Exercise material
□ □ □ □

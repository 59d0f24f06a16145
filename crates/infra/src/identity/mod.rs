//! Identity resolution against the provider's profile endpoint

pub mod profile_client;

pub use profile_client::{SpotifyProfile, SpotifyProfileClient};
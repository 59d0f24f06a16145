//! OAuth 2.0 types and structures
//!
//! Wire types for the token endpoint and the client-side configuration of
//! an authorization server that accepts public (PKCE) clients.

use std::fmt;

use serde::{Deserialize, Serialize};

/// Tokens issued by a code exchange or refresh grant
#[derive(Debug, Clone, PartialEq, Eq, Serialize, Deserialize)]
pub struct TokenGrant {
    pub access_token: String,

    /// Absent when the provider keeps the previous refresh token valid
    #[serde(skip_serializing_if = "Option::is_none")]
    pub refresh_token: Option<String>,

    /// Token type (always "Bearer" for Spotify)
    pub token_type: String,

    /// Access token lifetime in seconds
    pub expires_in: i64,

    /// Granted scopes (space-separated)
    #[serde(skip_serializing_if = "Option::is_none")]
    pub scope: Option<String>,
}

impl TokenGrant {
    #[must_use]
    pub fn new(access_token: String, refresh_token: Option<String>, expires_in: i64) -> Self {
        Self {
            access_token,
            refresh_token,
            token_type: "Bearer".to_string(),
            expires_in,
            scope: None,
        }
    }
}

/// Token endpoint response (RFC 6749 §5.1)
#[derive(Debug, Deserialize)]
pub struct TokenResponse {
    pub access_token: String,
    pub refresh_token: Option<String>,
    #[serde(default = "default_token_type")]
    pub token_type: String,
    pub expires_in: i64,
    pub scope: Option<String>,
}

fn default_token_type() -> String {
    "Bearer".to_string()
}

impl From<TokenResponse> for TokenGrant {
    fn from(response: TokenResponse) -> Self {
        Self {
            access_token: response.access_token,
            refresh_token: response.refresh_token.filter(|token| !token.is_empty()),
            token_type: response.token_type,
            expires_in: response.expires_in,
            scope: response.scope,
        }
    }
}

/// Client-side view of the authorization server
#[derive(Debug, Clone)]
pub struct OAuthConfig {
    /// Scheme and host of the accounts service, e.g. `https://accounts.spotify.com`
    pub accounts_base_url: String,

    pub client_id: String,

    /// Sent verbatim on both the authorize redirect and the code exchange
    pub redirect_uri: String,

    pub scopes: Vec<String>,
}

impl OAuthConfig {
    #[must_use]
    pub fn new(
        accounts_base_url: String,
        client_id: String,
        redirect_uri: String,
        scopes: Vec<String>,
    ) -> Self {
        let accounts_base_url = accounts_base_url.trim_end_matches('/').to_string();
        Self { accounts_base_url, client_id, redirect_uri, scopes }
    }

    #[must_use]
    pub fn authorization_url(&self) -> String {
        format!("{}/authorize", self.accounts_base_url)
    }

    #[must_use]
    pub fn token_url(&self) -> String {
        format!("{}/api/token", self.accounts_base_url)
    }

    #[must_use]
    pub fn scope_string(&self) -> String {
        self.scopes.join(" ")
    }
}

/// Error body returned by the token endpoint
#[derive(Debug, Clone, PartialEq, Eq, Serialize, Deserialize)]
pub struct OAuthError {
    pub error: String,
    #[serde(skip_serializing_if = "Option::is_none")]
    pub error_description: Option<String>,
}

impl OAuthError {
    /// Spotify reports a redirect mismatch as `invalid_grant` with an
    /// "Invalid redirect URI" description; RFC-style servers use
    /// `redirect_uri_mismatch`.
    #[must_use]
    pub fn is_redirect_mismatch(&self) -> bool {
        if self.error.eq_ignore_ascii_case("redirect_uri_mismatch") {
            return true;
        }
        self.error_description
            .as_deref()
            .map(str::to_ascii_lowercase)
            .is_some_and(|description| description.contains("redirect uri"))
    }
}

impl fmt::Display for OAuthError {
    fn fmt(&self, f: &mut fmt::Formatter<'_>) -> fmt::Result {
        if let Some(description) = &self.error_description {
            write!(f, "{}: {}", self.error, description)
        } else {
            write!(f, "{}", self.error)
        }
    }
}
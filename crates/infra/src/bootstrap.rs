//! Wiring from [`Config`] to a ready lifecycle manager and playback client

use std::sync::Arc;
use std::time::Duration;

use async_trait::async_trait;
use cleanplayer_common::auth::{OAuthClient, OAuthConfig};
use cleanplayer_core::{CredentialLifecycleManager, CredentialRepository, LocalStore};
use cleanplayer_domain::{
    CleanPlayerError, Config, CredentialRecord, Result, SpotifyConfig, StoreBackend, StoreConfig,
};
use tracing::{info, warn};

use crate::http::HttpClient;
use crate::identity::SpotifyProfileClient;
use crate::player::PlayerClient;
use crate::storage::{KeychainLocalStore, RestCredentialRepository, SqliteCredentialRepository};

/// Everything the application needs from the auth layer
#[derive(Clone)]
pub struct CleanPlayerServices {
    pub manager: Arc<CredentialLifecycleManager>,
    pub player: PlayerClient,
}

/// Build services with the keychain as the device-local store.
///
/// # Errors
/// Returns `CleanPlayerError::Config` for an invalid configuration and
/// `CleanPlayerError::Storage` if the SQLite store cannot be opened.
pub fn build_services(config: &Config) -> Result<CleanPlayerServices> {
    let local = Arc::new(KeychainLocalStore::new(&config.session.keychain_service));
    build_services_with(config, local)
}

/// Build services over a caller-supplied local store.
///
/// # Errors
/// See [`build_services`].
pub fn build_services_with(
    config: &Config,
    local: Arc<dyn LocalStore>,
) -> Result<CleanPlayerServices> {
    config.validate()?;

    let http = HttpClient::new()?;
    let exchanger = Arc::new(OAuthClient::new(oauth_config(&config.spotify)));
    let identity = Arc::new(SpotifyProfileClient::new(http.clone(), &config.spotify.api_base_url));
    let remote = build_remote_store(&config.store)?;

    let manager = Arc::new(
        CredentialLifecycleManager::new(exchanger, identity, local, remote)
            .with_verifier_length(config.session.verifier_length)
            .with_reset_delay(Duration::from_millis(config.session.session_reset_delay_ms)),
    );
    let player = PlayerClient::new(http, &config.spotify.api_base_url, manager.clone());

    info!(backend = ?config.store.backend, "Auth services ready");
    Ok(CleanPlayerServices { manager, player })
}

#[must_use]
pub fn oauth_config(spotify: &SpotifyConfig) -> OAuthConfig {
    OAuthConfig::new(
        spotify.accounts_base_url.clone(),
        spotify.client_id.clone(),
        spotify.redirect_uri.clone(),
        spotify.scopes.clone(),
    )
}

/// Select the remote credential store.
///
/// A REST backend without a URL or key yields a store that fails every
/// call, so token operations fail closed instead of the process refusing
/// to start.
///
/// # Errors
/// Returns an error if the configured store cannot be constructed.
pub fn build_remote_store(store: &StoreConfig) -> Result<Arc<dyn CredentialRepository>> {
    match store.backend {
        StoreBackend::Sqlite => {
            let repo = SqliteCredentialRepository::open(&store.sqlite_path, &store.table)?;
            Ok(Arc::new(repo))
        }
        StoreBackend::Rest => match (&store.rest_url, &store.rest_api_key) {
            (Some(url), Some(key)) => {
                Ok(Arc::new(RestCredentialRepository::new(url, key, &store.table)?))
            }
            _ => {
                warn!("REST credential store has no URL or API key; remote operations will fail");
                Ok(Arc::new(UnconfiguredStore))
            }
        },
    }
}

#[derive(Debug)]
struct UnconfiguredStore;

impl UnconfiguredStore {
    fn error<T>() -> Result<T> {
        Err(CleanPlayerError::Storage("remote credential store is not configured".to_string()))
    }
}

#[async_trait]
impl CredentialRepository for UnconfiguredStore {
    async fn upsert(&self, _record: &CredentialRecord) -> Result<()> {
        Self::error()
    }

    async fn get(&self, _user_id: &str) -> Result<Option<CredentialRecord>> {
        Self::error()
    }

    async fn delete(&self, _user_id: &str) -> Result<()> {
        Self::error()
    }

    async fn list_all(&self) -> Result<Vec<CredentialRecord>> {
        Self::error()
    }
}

□ □ □ □

Would you please copy every line in the data that contains the word "HttpClient"?

Worked solution
use crate::http::HttpClient;
    let http = HttpClient::new()?;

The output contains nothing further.